PROBLEM REQUIREMENTS - Output, without alteration, the first line of the entries and each line after it, stopping with the line that contains "the status transition".

[Saved data entries]
=====

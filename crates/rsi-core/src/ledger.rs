//! Change Ledger and Rollback Manager
//!
//! The ledger is the audit trail of every automated change the pipeline
//! attempted. Records are appended and never removed; the only mutation is
//! the status transition `applied -> rolled_back`.

use crate::autofix::vcs::{CommitIdentity, VersionControl};
use crate::autofix::ChangeType;
use crate::error::{LedgerError, Result, ResultExt};
use crate::storage;
use crate::types::{new_id, now, Timestamp};
use serde::{Deserialize, Serialize};
use std::fmt;
use std::path::{Path, PathBuf};
use std::sync::Arc;

#[derive(Debug, Clone, Copy, PartialEq, Eq, Hash, Serialize, Deserialize)]
#[serde(rename_all = "snake_case")]
pub enum ChangeStatus {
    Applied,
    Failed,
    RolledBack,
}

impl ChangeStatus {
    pub fn can_transition_to(&self, next: ChangeStatus) -> bool {
        matches!((self, next), (ChangeStatus::Applied, ChangeStatus::RolledBack))
    }
}

impl fmt::Display for ChangeStatus {
    fn fmt(&self, f: &mut fmt::Formatter<'_>) -> fmt::Result {
        let s = match self {
            ChangeStatus::Applied => "applied",
            ChangeStatus::Failed => "failed",
            ChangeStatus::RolledBack => "rolled_back",
        };
        f.write_str(s)
    }
}

/// One attempted automated change
#[derive(Debug, Clone, PartialEq, Serialize, Deserialize)]
#[serde(rename_all = "camelCase")]
pub struct ChangeRecord {
    pub id: String,
    pub timestamp: Timestamp,
    #[serde(rename = "type")]
    pub change_type: ChangeType,
    pub files: Vec<String>,
    pub description: String,
    pub confidence_score: f64,
    pub status: ChangeStatus,
    /// Commit created for an applied change
    #[serde(default, skip_serializing_if = "Option::is_none")]
    pub commit: Option<String>,
}

impl ChangeRecord {
    pub fn new(
        change_type: ChangeType,
        files: Vec<String>,
        description: impl Into<String>,
        confidence_score: f64,
        status: ChangeStatus,
    ) -> Self {
        Self {
            id: new_id("chg"),
            timestamp: now(),
            change_type,
            files,
            description: description.into(),
            confidence_score,
            status,
            commit: None,
        }
    }

    pub fn with_commit(mut self, commit: impl Into<String>) -> Self {
        self.commit = Some(commit.into());
        self
    }
}

/// File-backed, append-only change log
#[derive(Debug, Clone)]
pub struct ChangeLedger {
    path: PathBuf,
}

impl ChangeLedger {
    pub fn new(path: impl Into<PathBuf>) -> Self {
        Self { path: path.into() }
    }

    pub fn path(&self) -> &Path {
        &self.path
    }

    /// All records, oldest first. A missing ledger is empty; a corrupt one is
    /// an error, since audit data must not be silently dropped.
    pub async fn get_history(&self) -> Result<Vec<ChangeRecord>> {
        let history: Option<Vec<ChangeRecord>> = storage::read_json(&self.path)
            .await
            .with_context(|| format!("Reading change ledger {}", self.path.display()))?;
        Ok(history.unwrap_or_default())
    }

    pub async fn log_change(&self, record: ChangeRecord) -> Result<String> {
        let mut history = self.get_history().await?;
        let id = record.id.clone();
        tracing::debug!("Ledger: {} {} ({})", record.status, id, record.description);
        history.push(record);
        storage::write_json(&self.path, &history).await?;
        Ok(id)
    }

    pub async fn update_status(&self, id: &str, status: ChangeStatus) -> Result<()> {
        let mut history = self.get_history().await?;
        let record = history
            .iter_mut()
            .find(|r| r.id == id)
            .ok_or_else(|| LedgerError::ChangeNotFound(id.to_string()))?;

        if !record.status.can_transition_to(status) {
            return Err(LedgerError::InvalidStatusTransition {
                from: record.status.to_string(),
                to: status.to_string(),
            }
            .into());
        }
        record.status = status;
        storage::write_json(&self.path, &history).await
    }

    pub async fn find(&self, id: &str) -> Result<Option<ChangeRecord>> {
        Ok(self.get_history().await?.into_iter().find(|r| r.id == id))
    }
}

/// Undoes automated changes through version control and keeps the ledger in step
#[derive(Clone)]
pub struct RollbackManager {
    ledger: ChangeLedger,
    vcs: Arc<dyn VersionControl>,
    identity: CommitIdentity,
}

/// What a rollback did
#[derive(Debug, Clone, PartialEq, Eq)]
pub struct RollbackOutcome {
    /// Ledger record marked `rolled_back`, if any
    pub change_id: Option<String>,
    /// Inverse commit, when one was created
    pub commit: Option<String>,
}

impl RollbackManager {
    pub fn new(ledger: ChangeLedger, vcs: Arc<dyn VersionControl>, identity: CommitIdentity) -> Self {
        Self {
            ledger,
            vcs,
            identity,
        }
    }

    /// Revert HEAD with an inverse commit and mark the applied record for
    /// that commit as rolled back. A commit the ledger never recorded (a
    /// human commit, say) leaves every record as it was.
    pub async fn rollback_last_commit(&self) -> Result<RollbackOutcome> {
        let reverted = self.vcs.revert_last_commit(&self.identity)?;

        let history = self.ledger.get_history().await?;
        let target = history
            .iter()
            .rev()
            .filter(|r| r.status == ChangeStatus::Applied)
            .find(|r| r.commit.as_deref() == Some(reverted.reverted.as_str()))
            .map(|r| r.id.clone());

        if let Some(id) = &target {
            self.ledger.update_status(id, ChangeStatus::RolledBack).await?;
        }
        tracing::info!(
            "Rolled back commit {} (ledger record: {})",
            reverted.reverted,
            target.as_deref().unwrap_or("none")
        );
        Ok(RollbackOutcome {
            change_id: target,
            commit: Some(reverted.commit),
        })
    }

    /// Hard-reset the working tree, dropping every uncommitted change
    pub fn discard_changes(&self) -> Result<()> {
        self.vcs.hard_reset()?;
        tracing::info!("Discarded uncommitted changes");
        Ok(())
    }

    /// Discard uncommitted state and mark `id` rolled back.
    ///
    /// This does not revert the commit recorded for `id`; it is accurate only
    /// for the change still in flight. Use [`rollback_last_commit`](Self::rollback_last_commit)
    /// for committed changes.
    pub async fn rollback_change(&self, id: &str) -> Result<RollbackOutcome> {
        let record = self
            .ledger
            .find(id)
            .await?
            .ok_or_else(|| LedgerError::ChangeNotFound(id.to_string()))?;
        if !record.status.can_transition_to(ChangeStatus::RolledBack) {
            return Err(LedgerError::InvalidStatusTransition {
                from: record.status.to_string(),
                to: ChangeStatus::RolledBack.to_string(),
            }
            .into());
        }

        self.discard_changes()?;
        self.ledger.update_status(id, ChangeStatus::RolledBack).await?;
        Ok(RollbackOutcome {
            change_id: Some(record.id),
            commit: None,
        })
    }
}

#[cfg(test)]
mod tests {
    use super::*;
    use crate::autofix::vcs::Reverted;
    use crate::error::RsiError;
    use std::sync::Mutex;

    fn record(status: ChangeStatus) -> ChangeRecord {
        ChangeRecord::new(
            ChangeType::Format,
            vec!["src/a.ts".to_string()],
            "Normalize whitespace in src/a.ts",
            0.99,
            status,
        )
    }

    #[derive(Default)]
    struct FakeVcs {
        head: Mutex<String>,
        resets: Mutex<usize>,
    }

    impl VersionControl for FakeVcs {
        fn is_clean(&self) -> Result<bool> {
            Ok(true)
        }
        fn stage(&self, _paths: &[PathBuf]) -> Result<()> {
            Ok(())
        }
        fn commit(&self, _message: &str, _identity: &CommitIdentity) -> Result<String> {
            Ok("unused".to_string())
        }
        fn revert_last_commit(&self, _identity: &CommitIdentity) -> Result<Reverted> {
            Ok(Reverted {
                reverted: self.head.lock().unwrap().clone(),
                commit: "inverse".to_string(),
            })
        }
        fn hard_reset(&self) -> Result<()> {
            *self.resets.lock().unwrap() += 1;
            Ok(())
        }
        fn checkout_path(&self, _path: &Path) -> Result<()> {
            Ok(())
        }
    }

    fn identity() -> CommitIdentity {
        CommitIdentity {
            name: "t".to_string(),
            email: "t@t".to_string(),
        }
    }

    #[tokio::test]
    async fn log_and_read_back_in_order() {
        let dir = tempfile::tempdir().unwrap();
        let ledger = ChangeLedger::new(dir.path().join("ledger.json"));
        assert!(ledger.get_history().await.unwrap().is_empty());

        let a = ledger.log_change(record(ChangeStatus::Applied)).await.unwrap();
        let b = ledger.log_change(record(ChangeStatus::Failed)).await.unwrap();

        let history = ledger.get_history().await.unwrap();
        let ids: Vec<&str> = history.iter().map(|r| r.id.as_str()).collect();
        assert_eq!(ids, vec![a.as_str(), b.as_str()]);
    }

    #[tokio::test]
    async fn records_serialize_with_wire_names() {
        let dir = tempfile::tempdir().unwrap();
        let ledger = ChangeLedger::new(dir.path().join("ledger.json"));
        ledger
            .log_change(record(ChangeStatus::RolledBack).with_commit("abc"))
            .await
            .unwrap();

        let raw: serde_json::Value =
            serde_json::from_str(&std::fs::read_to_string(ledger.path()).unwrap()).unwrap();
        assert_eq!(raw[0]["type"], "format");
        assert_eq!(raw[0]["status"], "rolled_back");
        assert_eq!(raw[0]["confidenceScore"], 0.99);
        assert_eq!(raw[0]["commit"], "abc");
    }

    #[tokio::test]
    async fn only_applied_can_roll_back() {
        let dir = tempfile::tempdir().unwrap();
        let ledger = ChangeLedger::new(dir.path().join("ledger.json"));
        let applied = ledger.log_change(record(ChangeStatus::Applied)).await.unwrap();
        let failed = ledger.log_change(record(ChangeStatus::Failed)).await.unwrap();

        ledger.update_status(&applied, ChangeStatus::RolledBack).await.unwrap();
        for (id, status) in [
            (&applied, ChangeStatus::Applied),
            (&applied, ChangeStatus::RolledBack),
            (&failed, ChangeStatus::RolledBack),
        ] {
            let err = ledger.update_status(id, status).await.unwrap_err();
            assert!(matches!(
                err,
                RsiError::Ledger(LedgerError::InvalidStatusTransition { .. })
            ));
        }
        assert!(matches!(
            ledger.update_status("chg-nope", ChangeStatus::RolledBack).await,
            Err(RsiError::Ledger(LedgerError::ChangeNotFound(_)))
        ));
    }

    #[tokio::test]
    async fn corrupt_ledger_is_surfaced() {
        let dir = tempfile::tempdir().unwrap();
        let ledger = ChangeLedger::new(dir.path().join("ledger.json"));
        tokio::fs::write(ledger.path(), "[{").await.unwrap();
        let err = ledger.get_history().await.unwrap_err();
        assert!(err.to_string().contains("Reading change ledger"));
    }

    #[tokio::test]
    async fn rollback_last_commit_marks_the_reverted_record() {
        let dir = tempfile::tempdir().unwrap();
        let ledger = ChangeLedger::new(dir.path().join("ledger.json"));
        let older = ledger
            .log_change(record(ChangeStatus::Applied).with_commit("c1"))
            .await
            .unwrap();
        let newer = ledger
            .log_change(record(ChangeStatus::Applied).with_commit("c2"))
            .await
            .unwrap();

        let vcs = Arc::new(FakeVcs::default());
        *vcs.head.lock().unwrap() = "c1".to_string();
        let manager = RollbackManager::new(ledger.clone(), vcs, identity());

        let outcome = manager.rollback_last_commit().await.unwrap();
        assert_eq!(outcome.change_id.as_deref(), Some(older.as_str()));
        assert_eq!(outcome.commit.as_deref(), Some("inverse"));

        let newer_status = ledger.find(&newer).await.unwrap().unwrap().status;
        assert_eq!(newer_status, ChangeStatus::Applied);
    }

    #[tokio::test]
    async fn rollback_of_unrecorded_commit_leaves_ledger_alone() {
        let dir = tempfile::tempdir().unwrap();
        let ledger = ChangeLedger::new(dir.path().join("ledger.json"));
        let applied = ledger
            .log_change(record(ChangeStatus::Applied).with_commit("c1"))
            .await
            .unwrap();

        let vcs = Arc::new(FakeVcs::default());
        *vcs.head.lock().unwrap() = "human".to_string();
        let manager = RollbackManager::new(ledger.clone(), vcs, identity());

        let outcome = manager.rollback_last_commit().await.unwrap();
        assert_eq!(outcome.change_id, None);
        assert_eq!(outcome.commit.as_deref(), Some("inverse"));
        assert_eq!(
            ledger.find(&applied).await.unwrap().unwrap().status,
            ChangeStatus::Applied
        );
    }

    #[tokio::test]
    async fn rollback_change_discards_and_marks() {
        let dir = tempfile::tempdir().unwrap();
        let ledger = ChangeLedger::new(dir.path().join("ledger.json"));
        let id = ledger.log_change(record(ChangeStatus::Applied)).await.unwrap();
        let failed = ledger.log_change(record(ChangeStatus::Failed)).await.unwrap();

        let vcs = Arc::new(FakeVcs::default());
        let manager = RollbackManager::new(ledger.clone(), vcs.clone(), identity());

        manager.rollback_change(&id).await.unwrap();
        assert_eq!(*vcs.resets.lock().unwrap(), 1);
        assert_eq!(
            ledger.find(&id).await.unwrap().unwrap().status,
            ChangeStatus::RolledBack
        );

        // Terminal records are rejected before anything is reset.
        assert!(manager.rollback_change(&failed).await.is_err());
        assert_eq!(*vcs.resets.lock().unwrap(), 1);
    }
}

=====

YOUR RESPONSE -
filename crates/rsi-core/src/ledger.rs
//! Change Ledger and Rollback Manager
//!
//! The ledger is the audit trail of every automated change the pipeline
//! attempted. Records are appended and never removed; the only mutation is
//! the status transition `applied -> rolled_back`.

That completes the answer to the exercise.